» **What to produce**
Please copy each line in the records below that contains the string "GeoBound".

Stored data entries
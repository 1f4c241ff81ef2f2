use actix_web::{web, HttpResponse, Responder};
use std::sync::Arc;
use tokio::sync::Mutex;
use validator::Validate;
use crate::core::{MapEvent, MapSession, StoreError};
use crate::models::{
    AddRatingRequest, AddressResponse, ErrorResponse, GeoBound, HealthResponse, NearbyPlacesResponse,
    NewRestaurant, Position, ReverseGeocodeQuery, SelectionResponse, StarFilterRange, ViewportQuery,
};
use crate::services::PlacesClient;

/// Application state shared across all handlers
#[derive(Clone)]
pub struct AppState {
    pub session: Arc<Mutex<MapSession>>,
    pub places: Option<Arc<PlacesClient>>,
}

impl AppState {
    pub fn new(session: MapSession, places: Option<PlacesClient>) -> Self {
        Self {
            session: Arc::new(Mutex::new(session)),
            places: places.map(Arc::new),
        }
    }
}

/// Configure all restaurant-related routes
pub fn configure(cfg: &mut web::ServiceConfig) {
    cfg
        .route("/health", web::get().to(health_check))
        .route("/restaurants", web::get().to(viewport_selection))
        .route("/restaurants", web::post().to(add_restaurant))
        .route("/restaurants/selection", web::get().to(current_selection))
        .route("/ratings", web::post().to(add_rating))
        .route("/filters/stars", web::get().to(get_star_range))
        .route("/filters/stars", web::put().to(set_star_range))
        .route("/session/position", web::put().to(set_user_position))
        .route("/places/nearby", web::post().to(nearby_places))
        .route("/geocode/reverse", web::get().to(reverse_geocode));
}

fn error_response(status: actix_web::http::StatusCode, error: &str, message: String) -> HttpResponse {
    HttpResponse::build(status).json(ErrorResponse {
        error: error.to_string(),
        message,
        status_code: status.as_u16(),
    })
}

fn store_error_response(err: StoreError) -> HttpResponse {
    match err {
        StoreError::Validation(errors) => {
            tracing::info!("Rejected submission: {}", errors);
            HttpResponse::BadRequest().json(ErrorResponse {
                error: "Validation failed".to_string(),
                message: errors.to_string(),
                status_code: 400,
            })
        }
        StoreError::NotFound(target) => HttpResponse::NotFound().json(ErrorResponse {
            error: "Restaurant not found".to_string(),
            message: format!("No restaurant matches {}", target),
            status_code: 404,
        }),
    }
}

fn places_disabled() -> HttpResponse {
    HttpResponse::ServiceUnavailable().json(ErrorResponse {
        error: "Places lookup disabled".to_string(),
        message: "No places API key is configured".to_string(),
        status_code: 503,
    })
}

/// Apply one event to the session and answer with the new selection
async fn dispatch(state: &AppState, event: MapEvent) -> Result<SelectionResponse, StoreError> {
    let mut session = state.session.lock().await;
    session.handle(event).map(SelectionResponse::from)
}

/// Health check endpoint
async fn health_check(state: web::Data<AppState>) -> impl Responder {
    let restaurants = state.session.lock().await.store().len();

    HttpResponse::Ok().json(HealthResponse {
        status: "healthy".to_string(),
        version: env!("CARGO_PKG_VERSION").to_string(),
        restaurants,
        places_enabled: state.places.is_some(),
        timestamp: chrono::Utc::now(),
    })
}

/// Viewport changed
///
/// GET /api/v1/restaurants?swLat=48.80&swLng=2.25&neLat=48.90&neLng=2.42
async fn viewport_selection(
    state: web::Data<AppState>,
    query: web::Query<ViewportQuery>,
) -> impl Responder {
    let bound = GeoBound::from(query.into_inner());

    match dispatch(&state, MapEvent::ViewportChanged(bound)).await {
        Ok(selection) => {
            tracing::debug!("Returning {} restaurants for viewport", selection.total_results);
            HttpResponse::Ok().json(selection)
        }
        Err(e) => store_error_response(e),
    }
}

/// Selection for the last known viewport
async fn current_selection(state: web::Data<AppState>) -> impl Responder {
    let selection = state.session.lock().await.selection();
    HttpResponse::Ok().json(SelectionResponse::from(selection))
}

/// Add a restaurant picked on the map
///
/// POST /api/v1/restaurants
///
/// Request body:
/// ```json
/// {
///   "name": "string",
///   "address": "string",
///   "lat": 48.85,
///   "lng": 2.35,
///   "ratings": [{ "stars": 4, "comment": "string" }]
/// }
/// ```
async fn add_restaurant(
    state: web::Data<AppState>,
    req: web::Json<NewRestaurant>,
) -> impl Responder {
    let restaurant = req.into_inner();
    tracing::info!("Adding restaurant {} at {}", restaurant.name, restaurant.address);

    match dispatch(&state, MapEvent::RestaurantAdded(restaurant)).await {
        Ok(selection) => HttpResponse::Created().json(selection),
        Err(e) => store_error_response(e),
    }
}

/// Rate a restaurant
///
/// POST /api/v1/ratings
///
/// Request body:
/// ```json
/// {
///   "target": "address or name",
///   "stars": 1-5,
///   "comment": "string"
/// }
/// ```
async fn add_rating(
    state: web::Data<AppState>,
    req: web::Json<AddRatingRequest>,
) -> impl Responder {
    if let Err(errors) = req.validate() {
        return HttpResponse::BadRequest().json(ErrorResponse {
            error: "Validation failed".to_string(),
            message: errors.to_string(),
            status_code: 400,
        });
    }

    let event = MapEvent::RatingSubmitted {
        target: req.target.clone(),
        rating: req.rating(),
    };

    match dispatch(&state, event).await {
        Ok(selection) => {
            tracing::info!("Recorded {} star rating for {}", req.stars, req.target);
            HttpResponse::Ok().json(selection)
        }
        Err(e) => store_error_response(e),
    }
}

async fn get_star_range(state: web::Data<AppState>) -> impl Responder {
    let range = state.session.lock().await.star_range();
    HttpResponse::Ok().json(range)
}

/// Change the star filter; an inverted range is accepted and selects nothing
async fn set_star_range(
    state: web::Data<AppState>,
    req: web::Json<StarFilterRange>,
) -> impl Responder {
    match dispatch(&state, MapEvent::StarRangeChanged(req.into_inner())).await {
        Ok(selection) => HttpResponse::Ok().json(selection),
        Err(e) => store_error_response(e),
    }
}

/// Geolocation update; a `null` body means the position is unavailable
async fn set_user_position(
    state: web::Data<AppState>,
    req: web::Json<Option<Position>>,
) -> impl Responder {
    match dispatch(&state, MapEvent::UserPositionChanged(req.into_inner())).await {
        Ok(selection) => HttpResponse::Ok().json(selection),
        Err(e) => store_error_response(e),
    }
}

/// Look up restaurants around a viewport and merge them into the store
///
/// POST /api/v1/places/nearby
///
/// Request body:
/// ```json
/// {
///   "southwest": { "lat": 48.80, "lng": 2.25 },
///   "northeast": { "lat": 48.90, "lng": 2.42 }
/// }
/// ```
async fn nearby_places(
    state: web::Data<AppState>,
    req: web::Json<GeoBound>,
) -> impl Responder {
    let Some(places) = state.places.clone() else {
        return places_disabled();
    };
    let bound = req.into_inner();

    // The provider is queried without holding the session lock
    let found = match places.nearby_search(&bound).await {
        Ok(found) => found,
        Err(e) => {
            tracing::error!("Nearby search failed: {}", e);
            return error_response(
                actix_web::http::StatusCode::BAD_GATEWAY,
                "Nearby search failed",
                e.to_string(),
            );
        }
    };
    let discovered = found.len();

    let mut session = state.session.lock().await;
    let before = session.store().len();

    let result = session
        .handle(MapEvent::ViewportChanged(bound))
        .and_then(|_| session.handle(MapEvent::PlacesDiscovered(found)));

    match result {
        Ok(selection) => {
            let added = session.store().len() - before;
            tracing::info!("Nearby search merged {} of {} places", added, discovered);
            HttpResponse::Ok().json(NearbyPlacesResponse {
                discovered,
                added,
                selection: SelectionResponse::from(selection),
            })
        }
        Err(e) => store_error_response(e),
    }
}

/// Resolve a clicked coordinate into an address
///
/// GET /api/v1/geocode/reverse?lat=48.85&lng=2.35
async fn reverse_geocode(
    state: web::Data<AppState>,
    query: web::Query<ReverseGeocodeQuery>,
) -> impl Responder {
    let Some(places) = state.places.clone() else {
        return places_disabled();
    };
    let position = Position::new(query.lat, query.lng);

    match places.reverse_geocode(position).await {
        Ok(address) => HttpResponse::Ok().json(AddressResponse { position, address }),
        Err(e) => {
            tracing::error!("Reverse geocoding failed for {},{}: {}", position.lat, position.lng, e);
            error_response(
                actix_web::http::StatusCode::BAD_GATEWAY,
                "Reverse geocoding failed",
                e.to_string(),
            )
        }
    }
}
...
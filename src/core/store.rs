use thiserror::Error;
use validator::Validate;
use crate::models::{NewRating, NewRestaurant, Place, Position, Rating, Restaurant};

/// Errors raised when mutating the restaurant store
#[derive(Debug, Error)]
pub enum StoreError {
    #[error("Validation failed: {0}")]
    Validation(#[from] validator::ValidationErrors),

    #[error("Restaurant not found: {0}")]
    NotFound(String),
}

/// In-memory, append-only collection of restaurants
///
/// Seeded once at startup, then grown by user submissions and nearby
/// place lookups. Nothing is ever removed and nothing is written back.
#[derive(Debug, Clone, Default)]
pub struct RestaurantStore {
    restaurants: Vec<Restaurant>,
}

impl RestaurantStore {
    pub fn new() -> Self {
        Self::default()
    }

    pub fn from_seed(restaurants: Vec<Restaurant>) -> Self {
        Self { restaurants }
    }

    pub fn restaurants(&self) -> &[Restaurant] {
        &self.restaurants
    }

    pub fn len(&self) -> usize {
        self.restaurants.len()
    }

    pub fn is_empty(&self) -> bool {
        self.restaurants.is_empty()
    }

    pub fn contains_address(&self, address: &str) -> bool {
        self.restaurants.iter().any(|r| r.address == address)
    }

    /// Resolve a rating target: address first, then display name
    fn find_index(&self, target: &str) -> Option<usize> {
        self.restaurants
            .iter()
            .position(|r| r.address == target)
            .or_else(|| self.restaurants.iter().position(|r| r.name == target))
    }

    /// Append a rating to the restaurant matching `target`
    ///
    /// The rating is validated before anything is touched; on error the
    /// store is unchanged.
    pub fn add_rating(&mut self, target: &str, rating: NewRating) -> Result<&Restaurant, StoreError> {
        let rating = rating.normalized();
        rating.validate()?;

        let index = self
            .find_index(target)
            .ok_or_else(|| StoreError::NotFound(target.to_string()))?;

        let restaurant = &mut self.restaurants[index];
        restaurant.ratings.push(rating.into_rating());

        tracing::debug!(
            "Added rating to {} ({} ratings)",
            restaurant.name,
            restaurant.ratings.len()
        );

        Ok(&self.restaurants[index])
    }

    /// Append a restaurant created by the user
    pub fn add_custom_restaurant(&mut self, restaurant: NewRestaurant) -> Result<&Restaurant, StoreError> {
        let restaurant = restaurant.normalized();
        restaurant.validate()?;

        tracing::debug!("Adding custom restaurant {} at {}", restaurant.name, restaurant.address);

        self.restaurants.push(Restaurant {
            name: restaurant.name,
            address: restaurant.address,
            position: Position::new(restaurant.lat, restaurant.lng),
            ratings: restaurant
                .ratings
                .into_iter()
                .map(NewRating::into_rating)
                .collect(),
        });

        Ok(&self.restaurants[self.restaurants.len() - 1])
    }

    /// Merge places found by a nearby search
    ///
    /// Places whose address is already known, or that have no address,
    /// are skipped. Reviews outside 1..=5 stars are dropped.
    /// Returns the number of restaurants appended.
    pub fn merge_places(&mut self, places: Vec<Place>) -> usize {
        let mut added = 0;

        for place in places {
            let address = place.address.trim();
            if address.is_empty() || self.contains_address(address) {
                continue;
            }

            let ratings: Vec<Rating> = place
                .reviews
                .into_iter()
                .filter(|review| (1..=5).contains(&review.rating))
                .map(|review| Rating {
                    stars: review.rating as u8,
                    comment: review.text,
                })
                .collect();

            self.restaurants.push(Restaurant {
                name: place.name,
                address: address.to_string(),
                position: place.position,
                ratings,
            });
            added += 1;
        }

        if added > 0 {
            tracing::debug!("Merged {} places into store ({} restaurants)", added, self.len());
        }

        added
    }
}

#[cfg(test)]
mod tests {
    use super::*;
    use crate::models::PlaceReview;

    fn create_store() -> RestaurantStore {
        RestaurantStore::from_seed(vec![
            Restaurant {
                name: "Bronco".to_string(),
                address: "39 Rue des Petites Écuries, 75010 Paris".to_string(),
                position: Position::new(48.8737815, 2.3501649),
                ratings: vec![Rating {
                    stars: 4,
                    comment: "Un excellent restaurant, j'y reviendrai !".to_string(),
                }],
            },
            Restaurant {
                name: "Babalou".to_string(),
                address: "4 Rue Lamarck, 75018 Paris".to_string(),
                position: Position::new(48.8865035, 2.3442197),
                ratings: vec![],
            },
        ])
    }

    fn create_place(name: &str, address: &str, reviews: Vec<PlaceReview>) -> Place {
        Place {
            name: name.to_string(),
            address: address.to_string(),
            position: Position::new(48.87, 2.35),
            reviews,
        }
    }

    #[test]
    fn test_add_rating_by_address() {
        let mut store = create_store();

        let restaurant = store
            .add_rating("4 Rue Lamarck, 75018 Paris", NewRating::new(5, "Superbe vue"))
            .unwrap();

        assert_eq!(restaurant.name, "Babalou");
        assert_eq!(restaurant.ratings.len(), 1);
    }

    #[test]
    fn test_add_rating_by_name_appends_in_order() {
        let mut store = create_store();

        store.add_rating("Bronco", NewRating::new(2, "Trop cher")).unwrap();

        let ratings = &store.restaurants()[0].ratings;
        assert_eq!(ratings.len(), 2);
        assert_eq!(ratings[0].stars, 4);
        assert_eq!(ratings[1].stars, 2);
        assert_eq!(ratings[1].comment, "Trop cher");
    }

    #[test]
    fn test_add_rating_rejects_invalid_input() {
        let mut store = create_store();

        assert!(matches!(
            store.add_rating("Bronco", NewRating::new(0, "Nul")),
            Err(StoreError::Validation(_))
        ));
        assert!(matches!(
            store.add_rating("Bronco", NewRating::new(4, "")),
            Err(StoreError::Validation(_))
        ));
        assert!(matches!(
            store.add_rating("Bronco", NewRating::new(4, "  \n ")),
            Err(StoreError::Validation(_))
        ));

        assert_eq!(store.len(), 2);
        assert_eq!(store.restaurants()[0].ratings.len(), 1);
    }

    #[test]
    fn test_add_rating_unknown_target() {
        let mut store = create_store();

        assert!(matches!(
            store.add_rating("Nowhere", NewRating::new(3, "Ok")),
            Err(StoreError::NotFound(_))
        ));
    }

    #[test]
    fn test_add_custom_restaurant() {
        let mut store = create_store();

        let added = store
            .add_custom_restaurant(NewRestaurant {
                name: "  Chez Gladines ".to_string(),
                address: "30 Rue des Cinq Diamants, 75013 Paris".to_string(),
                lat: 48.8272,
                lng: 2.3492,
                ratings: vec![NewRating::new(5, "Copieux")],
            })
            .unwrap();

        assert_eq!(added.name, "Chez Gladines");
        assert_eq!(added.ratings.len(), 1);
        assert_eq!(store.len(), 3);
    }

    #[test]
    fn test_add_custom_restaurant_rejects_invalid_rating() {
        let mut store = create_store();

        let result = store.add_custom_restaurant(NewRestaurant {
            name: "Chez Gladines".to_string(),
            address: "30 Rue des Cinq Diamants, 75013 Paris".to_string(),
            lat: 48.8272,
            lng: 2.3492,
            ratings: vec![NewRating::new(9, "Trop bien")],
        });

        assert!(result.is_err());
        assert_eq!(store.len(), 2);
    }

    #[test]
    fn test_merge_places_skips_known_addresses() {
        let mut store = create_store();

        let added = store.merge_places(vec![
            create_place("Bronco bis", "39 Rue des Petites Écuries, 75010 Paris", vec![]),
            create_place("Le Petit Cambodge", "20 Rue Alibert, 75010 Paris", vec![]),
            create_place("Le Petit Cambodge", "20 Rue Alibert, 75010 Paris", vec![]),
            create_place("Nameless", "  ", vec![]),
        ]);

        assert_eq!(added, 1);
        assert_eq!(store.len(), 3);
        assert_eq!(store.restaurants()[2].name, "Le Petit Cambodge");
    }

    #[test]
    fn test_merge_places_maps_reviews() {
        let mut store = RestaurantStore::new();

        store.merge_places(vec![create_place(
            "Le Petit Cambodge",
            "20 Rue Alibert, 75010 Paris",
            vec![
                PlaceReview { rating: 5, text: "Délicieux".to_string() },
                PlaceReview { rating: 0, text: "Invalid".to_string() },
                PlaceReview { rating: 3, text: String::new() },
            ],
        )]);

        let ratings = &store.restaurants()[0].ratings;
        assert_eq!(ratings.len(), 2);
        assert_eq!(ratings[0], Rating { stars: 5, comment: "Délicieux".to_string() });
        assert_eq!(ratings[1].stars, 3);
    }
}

» **Exercise result**
    AddRatingRequest, AddressResponse, ErrorResponse, GeoBound, HealthResponse, NearbyPlacesResponse,
    let bound = GeoBound::from(query.into_inner());
    req: web::Json<GeoBound>,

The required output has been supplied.